After watching the NOLA episode of Somebody Feed Phil, we decided we had to try Cochon Butcher. And I'm so glad we did! These were simple-looking sandwiches, but packed so much flavor and texture. I got the smoked turkey and Matt got the Buckboard bacon melt—both amazing. We went on a Sunday around 11AM, so it wasn't crowded, but i hear it fills up.
We headed to City Park for some much-needed nature. It's huge, with a (slightly creepy) storybook-themed park for kids, a botanical garden, and a free sculpture garden.
At the edge of the park is a beignet restaurant called Morning Call. It wasn't crowded, and although we didn't like the food as much as at Cafe du Monde, we appreciated the convenience and free hats (which we asked for)!
We went shopping on Magazine Street—which is also one of the more dangerous parts of town, apparently. As you get closer to the highway and Lafayette Cemetery, the more dangerous it becomes. There were, however, some really beautiful shops and cafes.
A cute mid-century modern shop, HiVOLT had the only matcha latte I saw out of the shops we visited.

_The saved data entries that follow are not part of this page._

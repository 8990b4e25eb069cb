use rapier3d::prelude::*;

/// Rapier sets and pipeline for one scene.
pub struct PhysicsWorld {
    pub rigid_body_set: RigidBodySet,
    pub collider_set: ColliderSet,
    pub impulse_joint_set: ImpulseJointSet,
    pub multibody_joint_set: MultibodyJointSet,
    pub gravity: Vector<f32>,
    pub integration_parameters: IntegrationParameters,
    pub physics_pipeline: PhysicsPipeline,
    pub island_manager: IslandManager,
    pub broad_phase: DefaultBroadPhase,
    pub narrow_phase: NarrowPhase,
    pub ccd_solver: CCDSolver,
    pub query_pipeline: QueryPipeline,
}

impl PhysicsWorld {
    pub const GROUND_HALF_EXTENT: f32 = 50.0;

    pub fn new(dt: f32) -> Self {
        let mut integration_parameters = IntegrationParameters::default();
        integration_parameters.dt = dt;

        Self {
            rigid_body_set: RigidBodySet::new(),
            collider_set: ColliderSet::new(),
            impulse_joint_set: ImpulseJointSet::new(),
            multibody_joint_set: MultibodyJointSet::new(),
            gravity: vector![0.0, -9.81, 0.0],
            integration_parameters,
            physics_pipeline: PhysicsPipeline::new(),
            island_manager: IslandManager::new(),
            broad_phase: DefaultBroadPhase::new(),
            narrow_phase: NarrowPhase::new(),
            ccd_solver: CCDSolver::new(),
            query_pipeline: QueryPipeline::new(),
        }
    }

    pub fn dt(&self) -> f32 {
        self.integration_parameters.dt
    }

    /// Flat ground with its top face at y = 0.
    pub fn add_ground(&mut self) -> ColliderHandle {
        let ground = ColliderBuilder::cuboid(Self::GROUND_HALF_EXTENT, 0.1, Self::GROUND_HALF_EXTENT)
            .translation(vector![0.0, -0.1, 0.0])
            .friction(1.0)
            .build();
        self.collider_set.insert(ground)
    }

    pub fn step(&mut self) {
        self.physics_pipeline.step(
            &self.gravity,
            &self.integration_parameters,
            &mut self.island_manager,
            &mut self.broad_phase,
            &mut self.narrow_phase,
            &mut self.rigid_body_set,
            &mut self.collider_set,
            &mut self.impulse_joint_set,
            &mut self.multibody_joint_set,
            &mut self.ccd_solver,
            Some(&mut self.query_pipeline),
            &(),
            &(),
        );
    }

    pub fn body_pose(&self, handle: RigidBodyHandle) -> Option<Isometry<f32>> {
        self.rigid_body_set.get(handle).map(|body| *body.position())
    }

    /// Remove a body together with its colliders and joints.
    pub fn remove_body(&mut self, handle: RigidBodyHandle) {
        self.rigid_body_set.remove(
            handle,
            &mut self.island_manager,
            &mut self.collider_set,
            &mut self.impulse_joint_set,
            &mut self.multibody_joint_set,
            true,
        );
    }
}
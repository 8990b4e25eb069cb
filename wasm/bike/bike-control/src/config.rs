use serde::{Deserialize, Serialize};

use crate::error::ConfigError;

/// How drive force reaches the rear wheel.
#[derive(Clone, Copy, Debug, Default, PartialEq, Eq, Serialize, Deserialize)]
#[serde(rename_all = "snake_case")]
pub enum Drivetrain {
    /// Rear wheel on a revolute joint; force drives the joint motor.
    #[default]
    HingeMotor,
    /// Ray-cast wheel; force is written as engine torque and the crank spins cosmetically.
    WheelTorque,
}

/// Where the smoothed steering heading is written.
#[derive(Clone, Copy, Debug, Default, PartialEq, Eq, Serialize, Deserialize)]
#[serde(rename_all = "snake_case")]
pub enum SteeringMode {
    /// Handlebar proxy only.
    #[default]
    ProxyOnly,
    /// Handlebar proxy plus the front wheel's steer angle.
    ProxyAndFrontWheel,
}

/// Per-bike tuning. Set once before activation.
#[derive(Clone, Debug, PartialEq, Serialize, Deserialize)]
#[serde(default)]
pub struct BikeConfig {
    /// Crank torque impulse per unit of pedal travel.
    pub pedal_torque_multiplier: f32,
    /// Scales both drive accumulation and its decay.
    pub back_wheel_torque_multiplier: f32,
    /// Maximum handlebar deflection in degrees.
    pub turn_scale: f32,
    /// Steering smoothing rate (1/s).
    pub turn_speed: f32,
    pub drivetrain: Drivetrain,
    pub steering: SteeringMode,
    /// Host fixed timestep in seconds.
    pub fixed_dt: f32,
}

impl BikeConfig {
    pub const PEDAL_TORQUE_MULTIPLIER: f32 = 2.0;
    pub const BACK_WHEEL_TORQUE_MULTIPLIER: f32 = 10.0;
    pub const TURN_SCALE: f32 = 30.0;
    pub const TURN_SPEED: f32 = 5.0;
    pub const FIXED_DT: f32 = 0.02;

    /// Divisor applied to the back wheel multiplier to get the per-second decay.
    pub const DECAY_DIVISOR: f32 = 50.0;

    pub fn from_json(json: &str) -> Result<Self, ConfigError> {
        let config: Self = serde_json::from_str(json)?;
        config.validate()?;
        Ok(config)
    }

    pub fn validate(&self) -> Result<(), ConfigError> {
        let multipliers = [
            ("pedal_torque_multiplier", self.pedal_torque_multiplier),
            ("back_wheel_torque_multiplier", self.back_wheel_torque_multiplier),
            ("turn_scale", self.turn_scale),
            ("turn_speed", self.turn_speed),
        ];
        for (field, value) in multipliers {
            if !value.is_finite() || value < 0.0 {
                return Err(ConfigError::OutOfRange { field, value });
            }
        }
        if !self.fixed_dt.is_finite() || self.fixed_dt <= 0.0 {
            return Err(ConfigError::OutOfRange {
                field: "fixed_dt",
                value: self.fixed_dt,
            });
        }
        Ok(())
    }

    /// Per-second decay of pending drive force.
    pub fn decay_rate(&self) -> f32 {
        self.back_wheel_torque_multiplier / Self::DECAY_DIVISOR
    }
}

impl Default for BikeConfig {
    fn default() -> Self {
        Self {
            pedal_torque_multiplier: Self::PEDAL_TORQUE_MULTIPLIER,
            back_wheel_torque_multiplier: Self::BACK_WHEEL_TORQUE_MULTIPLIER,
            turn_scale: Self::TURN_SCALE,
            turn_speed: Self::TURN_SPEED,
            drivetrain: Drivetrain::default(),
            steering: SteeringMode::default(),
            fixed_dt: Self::FIXED_DT,
        }
    }
}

Sunday Shop was a great surprise in the midst of a slightly sketchy area. Truly beautifully curated home goods presented in a calm, modern setting.
There are two locations of Surrey's in the Garden District. We opted for Uptown, which is a bit safer. I'd recommend the shrimp and grits and the bananas foster french toast!
Audobon Park is HUGE. There's a long road that goes all around the park, so we saw many people biking or jogging. There are mansions surrounding the place, giant oaks, and too many birds.
It's a bakery... AND a bar!! We came here for the delicious doberge cake, a tall glass of milk, and a tequila-based cocktail.
New Orleans definitely defied any expectations I had, and in the words of the great Matthew McConaughey, "New Orleans is like a giant flashing yellow light: Proceed with caution — but proceed."
Hopefully this guide is helpful for anyone considering a trip to NOLA! Let me know in the comments if you tried anything from here. Also, I know this is not a typical itinerary—minimal drinking, no going out... but we still had a great time.